SANTEE – While Patrick Henry coach Mike Williams was being urged to perform a postgame rap song – not a bad impromptu rendition, either – running back Bill Dabbert indicated a dance step from another era was the catalyst to the Patriots' 24-12 victory over West Hills on Friday night in both schools' season opener.
“Stairs, hills and bunny hops across the field,” said Dabbert, referring to the Patriots' grueling summer conditioning drills. “Seven reps of everything. Every day. They just tear you up.
“Give credit to conditioning coach Terry Naughton. He had us getting up at 5:30 every morning and all that hard work is really paying off.”
Case in point was a late defensive stand deep in Patrick Henry territory, followed by an 81-yard touchdown sprint by Dabbert to turn a five-point game into the 24-12 final.
With 10 third-year varsity seniors and 20 overall, Williams credited the win to his side's maturing from a disappointing 4-5 season in 2007.
“The last two years, we'd have given up that last score and lost the game,” Williams said. “That's what 20 seniors will do for you.”
Henry's 17-9 lead early in the fourth quarter was trimmed to five after West Hills' Levi Jacob boomed a 45-yard field goal. Then the Wolf Pack got the ball back with 6:05 remaining and began what would wind up as a 14-play drive.

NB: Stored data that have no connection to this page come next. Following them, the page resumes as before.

//! Components shared by every combat actor - the player and all enemies.

use bevy::prelude::*;
use rand::Rng;

use super::state::StateLabel;
use crate::stats::Stat;

/// Team the player fights for.
pub const PLAYER_TEAM: Team = Team(0);
/// Team every spawned enemy fights for.
pub const ENEMY_TEAM: Team = Team(1);

/// Modifiable stats of a combat actor.
#[derive(Component, Debug, Clone)]
pub struct EntityStats {
    pub max_health: Stat,
    pub defense: Stat,
    /// Multiplies movement speed (slows, hastes)
    pub status_speed: Stat,
    pub damage_modifier: Stat,
    /// Scales how long debuffs applied *by* this entity last
    pub debuff_apply_duration: Stat,
    /// Scales how long buffs applied *by* this entity last
    pub buff_apply_duration: Stat,
    /// Per-entity time dilation, used by impact frames and slowing elites
    pub local_time_scale: Stat,
    pub size_scale: Stat,
    /// Inclusive damage range before multipliers
    pub base_damage_range: (i32, i32),
    /// Movement speed in units per second
    pub base_speed: f32,
}

impl Default for EntityStats {
    fn default() -> Self {
        Self {
            max_health: Stat::new(100.0),
            defense: Stat::new(0.0),
            status_speed: Stat::new(1.0),
            damage_modifier: Stat::new(1.0),
            debuff_apply_duration: Stat::new(1.0),
            buff_apply_duration: Stat::new(1.0),
            local_time_scale: Stat::new(1.0),
            size_scale: Stat::new(1.0),
            base_damage_range: (10, 15),
            base_speed: 5.0,
        }
    }
}

impl EntityStats {
    pub fn with_max_health(mut self, max_health: f32) -> Self {
        self.max_health.set_base_value(max_health);
        self
    }

    pub fn with_damage_range(mut self, min: i32, max: i32) -> Self {
        self.base_damage_range = (min, max);
        self
    }

    pub fn with_speed(mut self, speed: f32) -> Self {
        self.base_speed = speed;
        self
    }

    /// Frame delta as experienced by this entity.
    pub fn local_delta(&self, delta: f32) -> f32 {
        delta * self.local_time_scale.value()
    }

    pub fn movement_speed(&self) -> f32 {
        self.status_speed.value() * self.base_speed
    }

    /// Roll damage for an attack with the given multiplier.
    pub fn calculate_damage(&self, multiplier: f32, rng: &mut impl Rng) -> i32 {
        let scale = multiplier * self.damage_modifier.value();
        let (min, max) = self.base_damage_range;
        let low = (min as f32 * scale).round() as i32;
        let high = (max as f32 * scale).round() as i32;

        if high <= low {
            return low.max(0);
        }
        rng.gen_range(low..=high).max(0)
    }
}

/// Current health. The maximum lives in [`EntityStats::max_health`].
#[derive(Component, Debug, Clone, Copy, PartialEq, Eq)]
pub struct Health {
    pub current: i32,
}

impl Health {
    pub fn full(stats: &EntityStats) -> Self {
        Self {
            current: stats.max_health.int_value(),
        }
    }

    pub fn take_damage(&mut self, amount: i32) {
        self.current = (self.current - amount.max(0)).max(0);
    }

    pub fn heal(&mut self, amount: i32, max: i32) {
        self.current = (self.current + amount.max(0)).min(max);
    }

    pub fn is_dead(&self) -> bool {
        self.current <= 0
    }

    pub fn percentage(&self, max: i32) -> f32 {
        if max <= 0 {
            return 0.0;
        }
        self.current as f32 / max as f32
    }

    /// Whether `damage` would bring this entity to zero health.
    pub fn will_die_from(&self, damage: i32, max: i32) -> bool {
        max > 0 && self.current - damage <= 0
    }
}

/// Combat allegiance. Entities never target their own team.
#[derive(Component, Debug, Clone, Copy, PartialEq, Eq, Hash)]
pub struct Team(pub u8);

/// Takes hits but loses no health.
#[derive(Component, Debug, Default)]
pub struct Invincible;

/// Soaks light hits while the owner is in one of `states`. Hits of at least
/// `stagger_threshold` get through whole and may stagger.
#[derive(Component, Debug, Clone)]
pub struct SuperArmor {
    pub states: Vec<StateLabel>,
    pub stagger_threshold: i32,
    pub damage_multiplier: f32,
}

impl SuperArmor {
    /// Damage that gets through and whether the hit may stagger.
    pub fn absorb(&self, state: StateLabel, damage: i32) -> (i32, bool) {
        if !self.states.contains(&state) || damage >= self.stagger_threshold {
            return (damage, true);
        }
        ((damage as f32 * self.damage_multiplier).round() as i32, false)
    }
}

/// Marker added the frame an entity dies.
#[derive(Component, Debug)]
pub struct Dead;

/// The last entity that damaged this one, credited with the kill.
#[derive(Component, Debug, Default, Clone, Copy)]
pub struct LastHitSource(pub Option<Entity>);

/// Kinematic velocity, integrated into the character controller each frame.
#[derive(Component, Debug, Clone)]
pub struct Motion {
    pub velocity: Vec3,
    pub grounded: bool,
    pub gravity: f32,
    pub mass: f32,
}

impl Default for Motion {
    fn default() -> Self {
        Self {
            velocity: Vec3::ZERO,
            grounded: true,
            gravity: 15.0,
            mass: 1.0,
        }
    }
}

impl Motion {
    /// Replace the velocity with an impulse of `force` along `direction`.
    pub fn launch(&mut self, direction: Vec3, force: f32) {
        self.velocity = direction.normalize_or_zero() * force / self.mass.max(f32::EPSILON);
        self.grounded = false;
    }

    /// Set the horizontal velocity, keeping the vertical component.
    pub fn set_horizontal(&mut self, horizontal: Vec3) {
        self.velocity.x = horizontal.x;
        self.velocity.z = horizontal.z;
    }
}

#[cfg(test)]
mod tests {
    use super::*;
    use rand::rngs::StdRng;
    use rand::SeedableRng;

    use crate::stats::BuffSource;

    #[test]
    fn damage_roll_stays_in_scaled_range() {
        let mut stats = EntityStats::default().with_damage_range(10, 15);
        stats.damage_modifier.add_multiplier(2.0, BuffSource::Named("test"));
        let mut rng = StdRng::seed_from_u64(7);

        for _ in 0..100 {
            let damage = stats.calculate_damage(1.5, &mut rng);
            assert!((30..=45).contains(&damage), "rolled {damage}");
        }
    }

    #[test]
    fn zero_multiplier_rolls_zero() {
        let stats = EntityStats::default();
        let mut rng = StdRng::seed_from_u64(1);
        assert_eq!(stats.calculate_damage(0.0, &mut rng), 0);
    }

    #[test]
    fn local_delta_follows_time_scale() {
        let mut stats = EntityStats::default();
        stats.local_time_scale.add_multiplier(0.5, BuffSource::ImpactFrames);
        assert!((stats.local_delta(0.2) - 0.1).abs() < 1e-6);
    }

    #[test]
    fn health_clamps_between_zero_and_max() {
        let mut health = Health { current: 10 };
        health.take_damage(25);
        assert_eq!(health.current, 0);
        assert!(health.is_dead());

        health.heal(500, 80);
        assert_eq!(health.current, 80);
        assert!(health.will_die_from(80, 80));
        assert!(!health.will_die_from(79, 80));
    }

    #[test]
    fn armor_halves_light_hits_only_while_braced() {
        let armor = SuperArmor {
            states: vec![StateLabel::Charging],
            stagger_threshold: 40,
            damage_multiplier: 0.5,
        };
        assert_eq!(armor.absorb(StateLabel::Charging, 25), (13, false));
        assert_eq!(armor.absorb(StateLabel::Charging, 40), (40, true));
        assert_eq!(armor.absorb(StateLabel::Dazed, 25), (25, true));
    }

    #[test]
    fn launch_normalizes_direction() {
        let mut motion = Motion::default();
        motion.launch(Vec3::new(0.0, 3.0, 0.0), 12.0);
        assert_eq!(motion.velocity, Vec3::new(0.0, 12.0, 0.0));
        assert!(!motion.grounded);
    }
}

On third-and-5 and then fourth-and-5 from the 16-yard line, two incomplete passes – the first broken up by Henry's Peter Hoffman – gave the ball back to the Patriots, and Dabbert reeled off his highlight run to give him 171 yards on 12 carries.
Henry quarterback Darrin Alix added 85 yards on 19 rushes, plus 87 passing yards, completing 7-of-18 passes with one interception. Duante Jones caught five of those for 86 yards and a 20-yard touchdown to open the scoring in the first quarter. Henry finished with 347 total yards to West Hills' 280.
“That QB's tough,” West Hills coach Casey Ash said. “He's a lot like (Scripps Ranch QB Tate) Forcier. He's got a lot of the same qualities. That receiver (Jones) is as good as any we'll see all year.”
After a sluggish first half, quarterback Joe Roberts lit a fire under the West Hills offense. He finished 22-of-44 for 170 yards.
“That second half was a big step forward,” said Ash, whose team won the Grossmont North League last season before losing to Helix in the CIF Division II quarterfinals. “(Roberts) kept giving us a chance. I didn't think we'd throw 44 times all season.”